● **Stored items**:
============
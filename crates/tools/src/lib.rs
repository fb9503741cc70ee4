//! Developer Tooling: scene inspector and frame timing.
//!
//! # Invariants
//! - Tools only read the scene.

pub mod frame_stats;
pub mod inspector;

pub use frame_stats::FrameStats;
pub use inspector::{EntityInfo, LightInfo, MeshStats, SceneInspector, SceneSummary};

pub fn crate_info() -> &'static str {
    "lumen-tools v0.1.0"
}

#[cfg(test)]
mod tests {
    use super::*;

    #[test]
    fn crate_loads() {
        assert!(crate_info().contains("tools"));
    }
}
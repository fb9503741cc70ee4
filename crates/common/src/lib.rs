//! Shared types for the lumen renderer.
//!
//! # Invariants
//! - `Transform` matrices are derived state; reading them never changes the
//!   position, rotation or scale a caller observes.
//! - Entity ids are allocated sequentially and never reused within a scene.

pub mod controls;
pub mod transform;
pub mod types;

pub use controls::CameraControls;
pub use transform::Transform;
pub use types::EntityId;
============
● **PROBLEM DESCRIPTION**:
Exactly as they stand, write out all of the entries.

● **EXERCISE OUTPUT**:
filename crates/tools/src/lib.rs
repository fb9503741cc70ee4
//! Developer Tooling: scene inspector and frame timing.
//!
//! # Invariants
//! - Tools only read the scene.

pub mod frame_stats;
pub mod inspector;

pub use frame_stats::FrameStats;
pub use inspector::{EntityInfo, LightInfo, MeshStats, SceneInspector, SceneSummary};

pub fn crate_info() -> &'static str {
    "lumen-tools v0.1.0"
}

#[cfg(test)]
mod tests {
    use super::*;

    #[test]
    fn crate_loads() {
        assert!(crate_info().contains("tools"));
    }
}
repository fb9503741cc70ee4
filename crates/common/src/lib.rs
//! Shared types for the lumen renderer.
//!
//! # Invariants
//! - `Transform` matrices are derived state; reading them never changes the
//!   position, rotation or scale a caller observes.
//! - Entity ids are allocated sequentially and never reused within a scene.

pub mod controls;
pub mod transform;
pub mod types;

pub use controls::CameraControls;
pub use transform::Transform;
pub use types::EntityId;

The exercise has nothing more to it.